Now in this situation, the backups had failed so the last clean backup we had was 2 weeks old, so I could only rely on that one plus the current transaction log which is not backed up for now. So the first thing that came to my mind was to backup the transaction log so I could easily restore the full lot. I tried to backup the transaction log, but I had to remove the suspect status first by running this TSQL:
sp_resetstatus 
Now it was not a suspect anymore, I was hoping to run the backup of transaction log by using this TSQL:
BACKUP LOG 
TO DISK='X:\YourFolder\YourFileNameLOG.bak',
But to my surprise, it did not work as the database went back to a suspect status. I repeated the process again hoping that it would work but got no luck out of it, with further research its suspect status will always go back when the corruption is severe, so the next thing that came into my mind was that the disk might fail more so I have copied everything to a remote disc (MDF, LDF and the Backup), so I have to kill all connections to it and stop the database so that I can copy the files properly. After waiting for a long time around 15 minutes (remember the file is huge), it presented me an error which I cannot further, I cannot remember the exact error anymore but it's similar to copying files from a badly scratched CD or DVD, the error is in the lines of an I/O error (Oh sh*t!). So I went ahead and checked the event logs and to my surprise, here is what I got!
Everything is in red nearly all 10K events, don't ask me why this happened without someone noticing (remember I am the developer).
The message is almost the same from event to event, the HEX part is almost repetitive, and looks like it's using the same 20 values all over again.
Error: 823, Severity: 24, State: 3
I/O error 2(error not found) detected during write
at offset 0x000001d527a000
in file 'E:\Program Files\Data\MyDatabase.mdf'.
So moving ahead, the first thing that came to my mind was to check the disk and defragment as it might help as the file system would be repaired if there were errors that are repairable and I was hoping that the data would be moved from the offset mentioned logs to a better location on the drive.
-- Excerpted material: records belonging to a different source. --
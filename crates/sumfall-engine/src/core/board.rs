use std::fmt;

use serde::{Serialize, Serializer};

use crate::GridShapeError;

use super::{
    block::{Block, parse_row},
    geometry::BoardGeometry,
};

/// A player's grid of settled blocks.
///
/// The grid covers the whole simulation height: hidden margin rows on top,
/// then the visible rows. Rows are addressed with a unified index (row `0` is
/// the top margin row, the last row is the floor); [`BoardGeometry::visible_row`]
/// and [`BoardGeometry::unified_row`] convert between the two coordinate systems.
///
/// Every row always holds exactly `width` cells, and no transform ever drops
/// margin rows.
///
/// # Example
///
/// ```
/// use sumfall_engine::{Block, Board, BoardGeometry};
///
/// let geometry = BoardGeometry::new(3, 2, 1);
/// let board = Board::from_visible_rows(geometry, &[[0u8, 0, 0], [1, 0, 9]]).unwrap();
///
/// assert_eq!(board.get(2, 0), Block::numbered(1).unwrap());
/// assert!(board.margin_rows().flatten().all(|b| b.is_empty()));
/// ```
#[derive(Debug, Clone, PartialEq, Eq, Hash)]
pub struct Board {
    geometry: BoardGeometry,
    cells: Vec<Block>,
}

/// Numbers of non-empty cells on a board.
#[derive(Debug, Default, Clone, Copy, PartialEq, Eq, Serialize)]
pub struct BlockCounts {
    pub numbered: usize,
    pub obstacle: usize,
}

impl Board {
    /// Creates a board with every cell empty.
    #[must_use]
    pub fn empty(geometry: BoardGeometry) -> Self {
        Self {
            geometry,
            cells: vec![Block::EMPTY; geometry.cell_count()],
        }
    }

    /// Builds a board from the rows of its visible area, top row first.
    ///
    /// The margin rows start empty. The input must have exactly
    /// `visible_height` rows of `width` known block values.
    pub fn from_visible_rows<R>(geometry: BoardGeometry, rows: &[R]) -> Result<Self, GridShapeError>
    where
        R: AsRef<[u8]>,
    {
        if rows.len() != geometry.visible_height() {
            return Err(GridShapeError::RowCount {
                expected: geometry.visible_height(),
                actual: rows.len(),
            });
        }
        let mut board = Self::empty(geometry);
        for (visible_row, values) in rows.iter().enumerate() {
            let blocks = parse_row(visible_row, values.as_ref(), geometry.width())?;
            let row = geometry.unified_row(visible_row);
            for (cell, block) in board.row_mut(row).iter_mut().zip(blocks) {
                *cell = block;
            }
        }
        Ok(board)
    }

    #[must_use]
    pub fn geometry(&self) -> BoardGeometry {
        self.geometry
    }

    /// Returns the cell at a unified row index.
    ///
    /// # Panics
    ///
    /// Panics if the coordinates are outside the board.
    #[must_use]
    pub fn get(&self, row: usize, column: usize) -> Block {
        self.cells[self.index(row, column)]
    }

    /// Returns the cell at a visible-relative row index.
    #[must_use]
    pub fn visible_cell(&self, visible_row: usize, column: usize) -> Block {
        self.get(self.geometry.unified_row(visible_row), column)
    }

    /// Returns a copy of the board with one cell replaced.
    #[must_use]
    pub fn with_cell(mut self, row: usize, column: usize, block: Block) -> Self {
        self.set(row, column, block);
        self
    }

    /// Iterates over all rows, margin first.
    pub fn rows(&self) -> impl ExactSizeIterator<Item = &[Block]> + '_ {
        self.cells.chunks_exact(self.geometry.width())
    }

    pub fn margin_rows(&self) -> impl Iterator<Item = &[Block]> + '_ {
        self.rows().take(self.geometry.margin_height())
    }

    pub fn visible_rows(&self) -> impl Iterator<Item = &[Block]> + '_ {
        self.rows().skip(self.geometry.margin_height())
    }

    /// Returns the lowest empty cell of a column, scanning up from the floor.
    #[must_use]
    pub fn lowest_empty_row(&self, column: usize) -> Option<usize> {
        (0..self.geometry.simulation_height())
            .rev()
            .find(|&row| self.get(row, column).is_empty())
    }

    /// Returns the row a block dropped into this column comes to rest on.
    ///
    /// This is the cell directly above the stack standing on the floor, so a
    /// hole under a floating block is filled. `None` when that stack reaches row `0`.
    #[must_use]
    pub fn landing_row(&self, column: usize) -> Option<usize> {
        (self.geometry.simulation_height() - self.column_height(column)).checked_sub(1)
    }

    /// Number of contiguous occupied cells stacked from the floor.
    #[must_use]
    pub fn column_height(&self, column: usize) -> usize {
        (0..self.geometry.simulation_height())
            .rev()
            .take_while(|&row| !self.get(row, column).is_empty())
            .count()
    }

    #[must_use]
    pub fn count_blocks(&self) -> BlockCounts {
        let mut counts = BlockCounts::default();
        for block in &self.cells {
            if block.is_obstacle() {
                counts.obstacle += 1;
            } else if block.is_numbered() {
                counts.numbered += 1;
            }
        }
        counts
    }

    /// A board is lost once any block sits in the margin rows.
    #[must_use]
    pub fn is_game_over(&self) -> bool {
        self.margin_rows().flatten().any(|block| !block.is_empty())
    }

    pub(crate) fn set(&mut self, row: usize, column: usize, block: Block) {
        let index = self.index(row, column);
        self.cells[index] = block;
    }

    /// Lets every block fall to the bottom of its column.
    ///
    /// Returns the positions of numbered blocks that moved.
    pub(crate) fn apply_gravity(&mut self) -> Vec<(usize, usize)> {
        let mut moved = vec![];
        for column in 0..self.geometry.width() {
            let mut landing = self.geometry.simulation_height();
            for row in (0..self.geometry.simulation_height()).rev() {
                let block = self.get(row, column);
                if block.is_empty() {
                    continue;
                }
                landing -= 1;
                if landing != row {
                    self.set(landing, column, block);
                    self.set(row, column, Block::EMPTY);
                    if block.is_numbered() {
                        moved.push((landing, column));
                    }
                }
            }
        }
        moved
    }

    fn row_mut(&mut self, row: usize) -> &mut [Block] {
        let width = self.geometry.width();
        &mut self.cells[row * width..][..width]
    }

    fn index(&self, row: usize, column: usize) -> usize {
        assert!(
            row < self.geometry.simulation_height() && column < self.geometry.width(),
            "cell ({row}, {column}) is outside the board"
        );
        row * self.geometry.width() + column
    }
}

impl Serialize for Board {
    fn serialize<S>(&self, serializer: S) -> Result<S::Ok, S::Error>
    where
        S: Serializer,
    {
        // Rows of raw block values, margin included
        serializer.collect_seq(self.rows())
    }
}

impl fmt::Display for Board {
    fn fmt(&self, f: &mut fmt::Formatter<'_>) -> fmt::Result {
        for (i, row) in self.rows().enumerate() {
            if i > 0 {
                writeln!(f)?;
            }
            if i == self.geometry.margin_height() && i > 0 {
                writeln!(f, "{}", "---".repeat(self.geometry.width()))?;
            }
            for (j, block) in row.iter().enumerate() {
                if j > 0 {
                    write!(f, " ")?;
                }
                write!(f, "{:>2}", block.value())?;
            }
        }
        Ok(())
    }
}
mod command;
mod logger;
mod protocol;
mod util;

fn main() -> anyhow::Result<()> {
    command::run()
}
It took nearly 6 hours doing it as the data was large and drive was large, but after that I now tried copying the files I mentioned above and it worked, now I have a clean copy in a good disk of the MDF, LDF and the Backup which gave me peace of mind, as I know I can restore from those (but using those is not easy as the LDF is not a backup copy).
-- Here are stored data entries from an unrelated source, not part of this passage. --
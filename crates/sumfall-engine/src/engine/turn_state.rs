use serde::Serialize;

use super::PlayerStatus;

/// Everything received for one turn: the turn index and both players' states.
#[derive(Debug, Clone, PartialEq, Eq, Serialize)]
pub struct TurnState {
    turn: usize,
    player: PlayerStatus,
    enemy: PlayerStatus,
}

impl TurnState {
    #[must_use]
    pub fn new(turn: usize, player: PlayerStatus, enemy: PlayerStatus) -> Self {
        Self {
            turn,
            player,
            enemy,
        }
    }

    /// Zero-based turn index.
    #[must_use]
    pub fn turn(&self) -> usize {
        self.turn
    }

    #[must_use]
    pub fn player(&self) -> &PlayerStatus {
        &self.player
    }

    #[must_use]
    pub fn enemy(&self) -> &PlayerStatus {
        &self.enemy
    }

    /// Drops pending obstacles onto both boards.
    #[must_use]
    pub fn normalized(&self) -> Self {
        Self {
            turn: self.turn,
            player: self.player.normalized(),
            enemy: self.enemy.normalized(),
        }
    }
}

#[cfg(test)]
mod tests {
    use crate::core::{Board, BoardGeometry};

    use super::*;

    #[test]
    fn test_normalized_applies_each_players_own_counter() {
        let board = Board::empty(BoardGeometry::STANDARD);
        let player = PlayerStatus::new(board.clone()).with_obstacle_count(3);
        let enemy = PlayerStatus::new(board.clone()).with_obstacle_count(12);

        let turn = TurnState::new(7, player, enemy).normalized();

        assert_eq!(turn.turn(), 7);
        assert_eq!(turn.player().board(), &board);
        assert_eq!(turn.enemy().board().count_blocks().obstacle, 10);
    }
}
From there knowing that the disk was repaired by the checkdisk and defragmentation, I can now backup the transaction logs and the database which did not give me much problems anymore. Also having that in mind, I can now perform a full backup of the database which I can restore on a new server. And this is the TSQL I used:
BACKUP DATABASE 
TO DISK='X:\YourFolder\YourFileNameDB.bak',
That worked as well, so the checkdisk and defragmentation really helped.
Now I have a real backup, next is to restore it on a new machine which again did not give me a lot of issues until…
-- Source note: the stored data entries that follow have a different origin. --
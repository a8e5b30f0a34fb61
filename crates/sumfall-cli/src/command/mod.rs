use clap::{Parser, Subcommand};

use crate::logger;

use self::{decide::DecideArg, run::RunArg};

mod decide;
mod run;

#[derive(Debug, Clone, Parser)]
#[command(author, version, about, long_about = None)]
pub struct CommandArgs {
    /// Log more details to stderr (-v: debug, -vv: trace)
    #[arg(short, long, global = true, action = clap::ArgAction::Count)]
    verbose: u8,
    /// Only log warnings and errors
    #[arg(short, long, global = true, conflicts_with = "verbose")]
    quiet: bool,
    /// What mode to run the program in
    #[command(subcommand)]
    mode: Option<Mode>,
}

#[derive(Debug, Clone, Subcommand)]
enum Mode {
    /// Play a game over stdin/stdout (default)
    Run(#[clap(flatten)] RunArg),
    /// Decide a single turn read from files and report it as JSON
    Decide(#[clap(flatten)] DecideArg),
}

/// Options shared by every mode that makes decisions.
#[derive(Debug, Clone, clap::Args)]
pub(crate) struct PolicyArg {
    /// Seed for the placement policy's random generator
    #[arg(long, default_value_t = PolicyArg::DEFAULT_SEED)]
    seed: u64,
    /// Number of packs in the schedule read before the first turn
    #[arg(long, default_value_t = sumfall_engine::PackSchedule::MAX_TURNS)]
    max_turns: usize,
}

impl PolicyArg {
    const DEFAULT_SEED: u64 = 123_456;
}

impl Default for PolicyArg {
    fn default() -> Self {
        Self {
            seed: Self::DEFAULT_SEED,
            max_turns: sumfall_engine::PackSchedule::MAX_TURNS,
        }
    }
}

pub fn run() -> anyhow::Result<()> {
    let args = CommandArgs::parse();
    logger::init(logger::level_filter(args.verbose, args.quiet))?;
    match args.mode.unwrap_or(Mode::Run(RunArg::default())) {
        Mode::Run(arg) => run::run(&arg)?,
        Mode::Decide(arg) => decide::run(&arg)?,
    }
    Ok(())
}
Once the applications start connecting to the database, I checked the logs and to my surprise the same errors (Error: 823) appeared, now I tried contacting some of the DBAs I know and they could not give me a convincing answer, so I just trusted my gut feeling and did it on my own with the help of Google. Now I found out that the error might be a remnant of the old database which was resorted in that state so the best thing was to repair it before applications start using it so I repaired it using this TSQL Command:
USE [master]
GO
ALTER DATABASE  SET SINGLE_USER WITH ROLLBACK IMMEDIATE
GO
ALTER DATABASE  SET SINGLE_USER
GO
DBCC CHECKDB , REPAIR_REBUILD) WITH ALL_ERRORMSGS, NO_INFOMSGS
GO
ALTER DATABASE  SET MULTI_USER
GO
So what it does is, you set the database to be used only by you then you repair and rebuild the indexes, suppressing all information messages except for errors, then set the database back for multi user use.
There are a lot of repair options and this is the most time consuming one so you need a lot of patience for at least 6 hours for a huge database, there are some other options and here they are defined.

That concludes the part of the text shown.